(Exercise details): Your task is to filter the data below down to the lines holding "BatchOptions".

(Provided records):

****************************************

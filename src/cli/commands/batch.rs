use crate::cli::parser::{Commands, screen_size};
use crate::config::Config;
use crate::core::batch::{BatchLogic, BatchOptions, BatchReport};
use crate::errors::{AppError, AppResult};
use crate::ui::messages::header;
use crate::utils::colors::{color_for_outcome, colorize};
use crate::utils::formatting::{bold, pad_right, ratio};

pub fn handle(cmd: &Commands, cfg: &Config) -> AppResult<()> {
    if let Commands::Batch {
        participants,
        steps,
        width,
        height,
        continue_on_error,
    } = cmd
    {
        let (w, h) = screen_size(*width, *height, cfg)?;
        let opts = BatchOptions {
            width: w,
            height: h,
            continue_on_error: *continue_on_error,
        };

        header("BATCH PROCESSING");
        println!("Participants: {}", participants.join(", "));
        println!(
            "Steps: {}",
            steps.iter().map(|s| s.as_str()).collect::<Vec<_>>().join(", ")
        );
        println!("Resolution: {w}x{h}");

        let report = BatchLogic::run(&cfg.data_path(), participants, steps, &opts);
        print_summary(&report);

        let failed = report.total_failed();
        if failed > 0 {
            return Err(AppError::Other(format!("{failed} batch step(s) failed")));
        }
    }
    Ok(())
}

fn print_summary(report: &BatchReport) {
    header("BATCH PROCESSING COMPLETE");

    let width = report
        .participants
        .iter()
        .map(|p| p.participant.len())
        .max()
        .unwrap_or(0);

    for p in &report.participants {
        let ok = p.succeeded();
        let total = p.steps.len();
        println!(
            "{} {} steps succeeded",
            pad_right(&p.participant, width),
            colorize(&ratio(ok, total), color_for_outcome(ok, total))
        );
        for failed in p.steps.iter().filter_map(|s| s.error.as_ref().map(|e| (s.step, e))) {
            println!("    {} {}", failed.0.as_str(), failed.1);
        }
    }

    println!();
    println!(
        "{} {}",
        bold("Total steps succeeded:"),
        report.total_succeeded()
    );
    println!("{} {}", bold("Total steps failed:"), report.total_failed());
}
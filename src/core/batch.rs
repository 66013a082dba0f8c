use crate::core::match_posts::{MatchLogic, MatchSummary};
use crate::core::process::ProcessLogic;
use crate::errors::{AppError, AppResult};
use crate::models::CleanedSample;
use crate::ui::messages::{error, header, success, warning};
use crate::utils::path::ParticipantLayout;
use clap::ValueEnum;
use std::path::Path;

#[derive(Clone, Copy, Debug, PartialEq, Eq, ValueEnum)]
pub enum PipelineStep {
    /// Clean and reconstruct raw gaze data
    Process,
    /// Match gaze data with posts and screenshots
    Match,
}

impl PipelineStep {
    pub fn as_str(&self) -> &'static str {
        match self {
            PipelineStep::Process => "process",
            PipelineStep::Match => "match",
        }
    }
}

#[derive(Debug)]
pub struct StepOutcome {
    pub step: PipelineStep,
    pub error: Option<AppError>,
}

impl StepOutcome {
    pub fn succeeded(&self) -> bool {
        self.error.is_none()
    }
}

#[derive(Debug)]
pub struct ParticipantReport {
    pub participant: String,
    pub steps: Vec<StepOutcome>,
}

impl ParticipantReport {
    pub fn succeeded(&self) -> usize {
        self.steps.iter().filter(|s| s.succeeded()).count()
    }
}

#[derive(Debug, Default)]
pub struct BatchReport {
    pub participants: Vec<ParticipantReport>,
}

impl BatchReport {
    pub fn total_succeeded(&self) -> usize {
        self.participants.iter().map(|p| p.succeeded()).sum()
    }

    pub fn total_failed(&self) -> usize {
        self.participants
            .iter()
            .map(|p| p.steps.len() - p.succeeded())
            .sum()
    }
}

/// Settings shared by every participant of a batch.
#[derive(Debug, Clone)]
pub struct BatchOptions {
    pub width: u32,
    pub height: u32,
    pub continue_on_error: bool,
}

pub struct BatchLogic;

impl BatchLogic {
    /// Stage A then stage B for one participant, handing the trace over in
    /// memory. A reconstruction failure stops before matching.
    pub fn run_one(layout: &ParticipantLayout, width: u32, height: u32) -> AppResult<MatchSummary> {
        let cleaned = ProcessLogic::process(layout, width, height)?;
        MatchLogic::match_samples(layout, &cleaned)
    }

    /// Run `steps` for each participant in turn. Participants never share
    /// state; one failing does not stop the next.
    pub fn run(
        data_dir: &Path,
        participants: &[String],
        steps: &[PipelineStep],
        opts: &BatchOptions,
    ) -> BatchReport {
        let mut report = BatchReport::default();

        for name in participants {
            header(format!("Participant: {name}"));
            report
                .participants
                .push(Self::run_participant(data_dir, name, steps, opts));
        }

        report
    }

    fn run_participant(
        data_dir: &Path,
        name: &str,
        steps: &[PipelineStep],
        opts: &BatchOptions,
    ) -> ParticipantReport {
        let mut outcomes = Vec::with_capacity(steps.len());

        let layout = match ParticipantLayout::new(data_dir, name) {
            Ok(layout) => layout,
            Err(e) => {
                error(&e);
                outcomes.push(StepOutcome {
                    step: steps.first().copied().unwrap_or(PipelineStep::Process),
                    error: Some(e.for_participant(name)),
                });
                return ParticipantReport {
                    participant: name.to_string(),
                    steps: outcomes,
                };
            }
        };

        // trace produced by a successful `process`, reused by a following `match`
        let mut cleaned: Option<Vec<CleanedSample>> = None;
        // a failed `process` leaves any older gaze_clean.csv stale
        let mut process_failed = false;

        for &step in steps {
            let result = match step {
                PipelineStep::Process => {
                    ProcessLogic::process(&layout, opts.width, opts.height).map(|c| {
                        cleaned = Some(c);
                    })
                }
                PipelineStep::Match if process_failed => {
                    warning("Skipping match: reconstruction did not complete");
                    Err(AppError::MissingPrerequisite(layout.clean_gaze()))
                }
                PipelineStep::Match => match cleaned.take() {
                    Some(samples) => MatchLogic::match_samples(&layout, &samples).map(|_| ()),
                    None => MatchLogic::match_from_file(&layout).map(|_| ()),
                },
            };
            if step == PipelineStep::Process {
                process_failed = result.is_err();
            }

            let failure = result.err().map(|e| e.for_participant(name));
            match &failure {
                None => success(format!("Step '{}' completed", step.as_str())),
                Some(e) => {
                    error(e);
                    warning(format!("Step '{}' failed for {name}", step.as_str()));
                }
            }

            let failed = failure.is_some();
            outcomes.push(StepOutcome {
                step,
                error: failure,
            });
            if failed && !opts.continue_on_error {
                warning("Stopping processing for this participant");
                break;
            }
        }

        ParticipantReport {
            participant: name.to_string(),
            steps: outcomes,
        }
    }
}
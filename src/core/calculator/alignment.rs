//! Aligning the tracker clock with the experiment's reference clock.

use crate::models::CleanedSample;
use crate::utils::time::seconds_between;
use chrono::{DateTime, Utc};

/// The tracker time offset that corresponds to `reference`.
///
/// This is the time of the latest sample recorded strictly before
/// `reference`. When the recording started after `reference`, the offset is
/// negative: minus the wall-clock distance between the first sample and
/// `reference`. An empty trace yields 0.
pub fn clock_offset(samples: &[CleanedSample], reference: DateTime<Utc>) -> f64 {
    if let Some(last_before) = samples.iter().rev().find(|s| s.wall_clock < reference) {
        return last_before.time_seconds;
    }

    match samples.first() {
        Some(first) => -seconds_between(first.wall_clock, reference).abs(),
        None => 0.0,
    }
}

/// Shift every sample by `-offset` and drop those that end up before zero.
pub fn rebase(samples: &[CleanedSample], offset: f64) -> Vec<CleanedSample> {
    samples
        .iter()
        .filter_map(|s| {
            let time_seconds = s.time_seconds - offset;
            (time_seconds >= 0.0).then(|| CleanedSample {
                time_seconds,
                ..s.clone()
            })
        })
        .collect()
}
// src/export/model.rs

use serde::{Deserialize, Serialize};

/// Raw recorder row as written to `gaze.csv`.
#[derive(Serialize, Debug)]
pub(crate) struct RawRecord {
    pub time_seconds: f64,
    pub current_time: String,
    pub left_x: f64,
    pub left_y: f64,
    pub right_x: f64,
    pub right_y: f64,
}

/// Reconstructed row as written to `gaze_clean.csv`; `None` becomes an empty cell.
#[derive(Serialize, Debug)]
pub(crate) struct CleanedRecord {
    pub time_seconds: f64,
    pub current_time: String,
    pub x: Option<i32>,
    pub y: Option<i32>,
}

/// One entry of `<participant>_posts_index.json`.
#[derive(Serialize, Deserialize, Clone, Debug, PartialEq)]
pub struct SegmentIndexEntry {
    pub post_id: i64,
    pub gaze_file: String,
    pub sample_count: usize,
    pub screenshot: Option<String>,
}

****************************************

(Your solution):
use crate::core::batch::{BatchLogic, BatchOptions, BatchReport};
        let opts = BatchOptions {
pub struct BatchOptions {
        opts: &BatchOptions,
        opts: &BatchOptions,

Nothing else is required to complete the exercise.